__Work order__
Each line of the listing below containing the word "Panics" should be returned.
━━━━━ Records to use ━━━━━
//! Integration tests for the newtab client.
//!
//! # Running Tests
//!
//! ```bash
//! # Offline tests (no backend needed)
//! cargo test -p newtab-integration-tests
//!
//! # Live backend tests
//! NEWTAB_API_BASE_URL=http://localhost:3000 \
//! NEWTAB_TEST_EMAIL=me@example.com NEWTAB_TEST_PASSWORD=... \
//!     cargo test -p newtab-integration-tests -- --ignored
//! ```
//!
//! # Test Categories
//!
//! - `navigation` - Staging gate and route guard through [`AppState`]
//! - `backend_api` - Raw backend endpoints (`#[ignore]`, live backend)

use std::path::PathBuf;
use std::time::Duration;

use newtab_client::config::StagingConfig;
use newtab_client::{AppState, ClientConfig, StateError};
use secrecy::SecretString;
use url::Url;

/// Base URL for the backend API (configurable via environment).
#[must_use]
pub fn api_base_url() -> String {
    std::env::var("NEWTAB_API_BASE_URL").unwrap_or_else(|_| "http://localhost:3000".to_string())
}

/// Credentials of an existing backend account, if provided.
#[must_use]
pub fn test_credentials() -> Option<(String, String)> {
    let email = std::env::var("NEWTAB_TEST_EMAIL").ok()?;
    let password = std::env::var("NEWTAB_TEST_PASSWORD").ok()?;
    Some((email, password))
}

/// A client configuration with isolated storage under the temp directory.
pub struct TestContext {
    pub config: ClientConfig,
}

impl TestContext {
    /// Create a context whose storage file is unique to `name`.
    ///
    /// # Panics
    ///
    /// Panics if the backend URL is malformed.
    #[must_use]
    #[allow(clippy::unwrap_used)]
    pub fn new(name: &str) -> Self {
        let storage_path = storage_dir(name).join("storage.json");
        let _ = std::fs::remove_file(&storage_path);

        Self {
            config: ClientConfig {
                api_base_url: Url::parse(&api_base_url()).unwrap(),
                app_url: Url::parse("http://localhost:5173").unwrap(),
                storage_path,
                staging: StagingConfig::default(),
                request_timeout: Some(Duration::from_secs(10)),
                suggest: None,
                sentry_dsn: None,
            },
        }
    }

    /// Turn the staging gate on with `password`.
    #[must_use]
    pub fn with_staging(mut self, password: &str) -> Self {
        self.config.staging = StagingConfig {
            enabled: true,
            password: Some(SecretString::from(password)),
        };
        self
    }

    /// Open application state over this context's storage.
    ///
    /// # Errors
    ///
    /// Returns error if the HTTP client or storage cannot be opened.
    pub fn open(&self) -> Result<AppState, StateError> {
        AppState::from_config(&self.config)
    }
}

fn storage_dir(name: &str) -> PathBuf {
    std::env::temp_dir().join(format!("newtab-it-{}-{name}", std::process::id()))
}
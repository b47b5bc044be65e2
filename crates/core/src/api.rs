//! Backend API paths.
//!
//! Paths are relative to the deployment's API base URL.

use crate::types::{PlanId, UserId};

/// `POST` - create a backend user record.
pub const CREATE_USER: &str = "/create_user";
/// `POST` - confirm a subscription for an email address.
pub const CONFIRM_SUBSCRIPTION: &str = "/confirm";
/// `GET` - the user bound to the current session token.
pub const CURRENT_USER: &str = "/user/me";
/// `POST` - landing page password login.
pub const AUTH_LOGIN: &str = "/api/auth/login";
/// `POST` - landing page registration.
pub const AUTH_REGISTER: &str = "/api/auth/register";

/// `GET` - a user record by identity provider id.
#[must_use]
pub fn user(user_id: &UserId) -> String {
    format!("/user/{}", urlencoding::encode(user_id.as_str()))
}

/// `GET` - a subscription plan by id.
#[must_use]
pub fn plan(plan_id: &PlanId) -> String {
    format!("/plan/{}", urlencoding::encode(plan_id.as_str()))
}

/// `GET` - a user's quick-links.
#[must_use]
pub fn user_links(user_id: &UserId) -> String {
    format!("{}/links", user(user_id))
}

/// `GET` - a user's preference bag.
#[must_use]
pub fn user_settings(user_id: &UserId) -> String {
    format!("{}/settings", user(user_id))
}

#[cfg(test)]
mod tests {
    use super::*;

    #[test]
    fn test_user_paths() {
        let id = UserId::new("user_2abc");
        assert_eq!(user(&id), "/user/user_2abc");
        assert_eq!(user_links(&id), "/user/user_2abc/links");
        assert_eq!(user_settings(&id), "/user/user_2abc/settings");
    }

    #[test]
    fn test_plan_path() {
        assert_eq!(plan(&PlanId::new("price_pro")), "/plan/price_pro");
    }

    #[test]
    fn test_ids_are_escaped() {
        assert_eq!(user(&UserId::new("a/b")), "/user/a%2Fb");
    }
}
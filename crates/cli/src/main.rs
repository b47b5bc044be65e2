//! newtab CLI - drive the newtab client from a terminal.
//!
//! # Usage
//!
//! ```bash
//! # Sign in (password may also come from NEWTAB_PASSWORD)
//! newtab login -e me@example.com
//!
//! # Run the staging gate and route guard for a page
//! newtab navigate /settings
//!
//! # Unlock a staging deployment
//! newtab staging-login
//!
//! # Build a search URL with the configured engine
//! newtab search "rust async traits"
//! ```
//!
//! # Commands
//!
//! - `login` / `register` / `logout` - Manage the persisted session
//! - `whoami` - Show the signed-in user's profile
//! - `links` - List the signed-in user's quick-links
//! - `navigate` - Resolve a navigation through the staging gate and route guard
//! - `staging-login` - Unlock a staging deployment
//! - `engines` / `search` / `suggest` - Search helpers

#![cfg_attr(not(test), forbid(unsafe_code))]

use std::process::ExitCode;

use clap::{Parser, Subcommand};
use newtab_client::ClientConfig;
use sentry::integrations::tracing as sentry_tracing;
use tracing_subscriber::{layer::SubscriberExt, util::SubscriberInitExt};

mod commands;

#[derive(Parser)]
#[command(name = "newtab")]
#[command(author, version, about = "newtab client tools")]
struct Cli {
    #[command(subcommand)]
    command: Commands,
}

#[derive(Subcommand)]
enum Commands {
    /// Sign in with email and password
    Login {
        #[arg(short, long)]
        email: String,

        #[arg(short, long, env = "NEWTAB_PASSWORD", hide_env_values = true)]
        password: String,
    },
    /// Create an account and sign in
    Register {
        #[arg(short, long)]
        email: String,

        #[arg(short, long, env = "NEWTAB_PASSWORD", hide_env_values = true)]
        password: String,
    },
    /// Sign out and forget the persisted session
    Logout,
    /// Show the signed-in user's profile
    Whoami,
    /// List the signed-in user's quick-links
    Links,
    /// Resolve a navigation to a page path (e.g. `/settings`)
    Navigate { path: String },
    /// Unlock a staging deployment
    StagingLogin {
        #[arg(short, long, env = "NEWTAB_STAGING_PASSWORD_INPUT", hide_env_values = true)]
        password: String,
    },
    /// List the built-in search engines
    Engines,
    /// Build the search URL for a query
    Search {
        query: String,

        /// Engine name; defaults to the user's preference when signed in
        #[arg(short, long)]
        engine: Option<String>,
    },
    /// Fetch search suggestions for a partial query
    Suggest { query: String },
}

/// Initialize Sentry error tracking and return guard that must be kept alive.
fn init_sentry(config: &ClientConfig) -> Option<sentry::ClientInitGuard> {
    let dsn = config.sentry_dsn.as_ref()?;

    Some(sentry::init((
        dsn.as_str(),
        sentry::ClientOptions {
            release: sentry::release_name!(),
            attach_stacktrace: true,
            ..Default::default()
        },
    )))
}

/// Filter tracing events to Sentry event types.
fn sentry_event_filter(metadata: &tracing::Metadata<'_>) -> sentry_tracing::EventFilter {
    match *metadata.level() {
        tracing::Level::ERROR | tracing::Level::WARN => sentry_tracing::EventFilter::Event,
        tracing::Level::INFO | tracing::Level::DEBUG => sentry_tracing::EventFilter::Breadcrumb,
        _ => sentry_tracing::EventFilter::Ignore,
    }
}

fn init_tracing() {
    let env_filter = tracing_subscriber::EnvFilter::try_from_default_env()
        .unwrap_or_else(|_| "newtab=info".into());

    tracing_subscriber::registry()
        .with(env_filter)
        .with(tracing_subscriber::fmt::layer())
        .with(sentry_tracing::layer().event_filter(sentry_event_filter))
        .init();
}

#[tokio::main]
async fn main() -> ExitCode {
    let cli = Cli::parse();

    // Sentry must be initialized before the subscriber
    let config = ClientConfig::from_env();
    let _sentry_guard = config.as_ref().ok().and_then(init_sentry);
    init_tracing();

    let config = match config {
        Ok(config) => config,
        Err(e) => {
            tracing::error!("Invalid configuration: {e}");
            return ExitCode::FAILURE;
        }
    };

    match run(cli, &config).await {
        Ok(()) => ExitCode::SUCCESS,
        Err(e) => {
            tracing::error!("Command failed: {e}");
            ExitCode::FAILURE
        }
    }
}

async fn run(cli: Cli, config: &ClientConfig) -> Result<(), Box<dyn std::error::Error>> {
    match cli.command {
        Commands::Login { email, password } => {
            commands::session::login(config, &email, password).await?;
        }
        Commands::Register { email, password } => {
            commands::session::register(config, &email, password).await?;
        }
        Commands::Logout => commands::session::logout(config)?,
        Commands::Whoami => commands::session::whoami(config).await?,
        Commands::Links => commands::session::links(config).await?,
        Commands::Navigate { path } => commands::navigate::navigate(config, &path).await?,
        Commands::StagingLogin { password } => {
            commands::navigate::staging_login(config, &password)?;
        }
        Commands::Engines => commands::search::engines(),
        Commands::Search { query, engine } => {
            commands::search::search(config, &query, engine.as_deref()).await?;
        }
        Commands::Suggest { query } => commands::search::suggest(config, &query).await?,
    }
    Ok(())
}
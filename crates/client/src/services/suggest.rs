//! Brave search suggestion client.
//!
//! Feeds the search box's autocomplete. Requests carry the subscription token
//! in the `X-Subscription-Token` header and are pinned to US results.

use reqwest::header::{HeaderMap, HeaderValue};
use secrecy::ExposeSecret;
use serde::{Deserialize, Serialize};
use thiserror::Error;
use tracing::{debug, instrument};

use crate::config::SuggestConfig;

/// Errors that can occur when fetching suggestions.
#[derive(Debug, Error)]
pub enum SuggestError {
    /// HTTP request failed.
    #[error("HTTP error: {0}")]
    Http(#[from] reqwest::Error),

    /// API returned an error response.
    #[error("API error: {status} - {message}")]
    Api { status: u16, message: String },

    /// The API key cannot be sent as a header value.
    #[error("invalid API key format")]
    InvalidApiKey,
}

/// Suggestion response body.
#[derive(Debug, Clone, Deserialize)]
pub struct SuggestResponse {
    #[serde(rename = "type")]
    pub response_type: String,
    pub query: SuggestQuery,
    pub results: Vec<Suggestion>,
}

/// The query as understood by the API.
#[derive(Debug, Clone, Deserialize)]
pub struct SuggestQuery {
    pub original: String,
}

/// A single completion.
#[derive(Debug, Clone, PartialEq, Eq, Serialize, Deserialize)]
pub struct Suggestion {
    pub query: String,
}

/// Brave suggest API client.
#[derive(Clone)]
pub struct SuggestClient {
    client: reqwest::Client,
    url: String,
}

impl SuggestClient {
    /// Create a new suggestion client.
    ///
    /// # Errors
    ///
    /// Returns error if the API key is not a valid header value or the HTTP client fails to build.
    pub fn new(config: &SuggestConfig) -> Result<Self, SuggestError> {
        let mut headers = HeaderMap::new();
        let mut token = HeaderValue::from_str(config.api_key.expose_secret())
            .map_err(|_| SuggestError::InvalidApiKey)?;
        token.set_sensitive(true);
        headers.insert("X-Subscription-Token", token);
        headers.insert("Accept", HeaderValue::from_static("application/json"));

        let client = reqwest::Client::builder()
            .default_headers(headers)
            .build()?;

        Ok(Self {
            client,
            url: config.url.clone(),
        })
    }

    /// Fetch completions for a partial query.
    ///
    /// # Errors
    ///
    /// Returns error if the request fails or the API rejects it.
    #[instrument(skip(self))]
    pub async fn suggestions(&self, query: &str) -> Result<SuggestResponse, SuggestError> {
        let response = self
            .client
            .get(&self.url)
            .query(&suggest_params(query))
            .send()
            .await?;
        let status = response.status();

        if !status.is_success() {
            let message = response.text().await.unwrap_or_default();
            return Err(SuggestError::Api {
                status: status.as_u16(),
                message,
            });
        }

        let suggestions = response.json::<SuggestResponse>().await?;
        debug!(count = suggestions.results.len(), "suggestions received");
        Ok(suggestions)
    }
}

fn suggest_params(query: &str) -> [(&'static str, &str); 3] {
    [("q", query), ("country", "US"), ("rich", "false")]
}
━━━━━
__Your solution__
    /// # Panics
    /// Panics if the backend URL is malformed.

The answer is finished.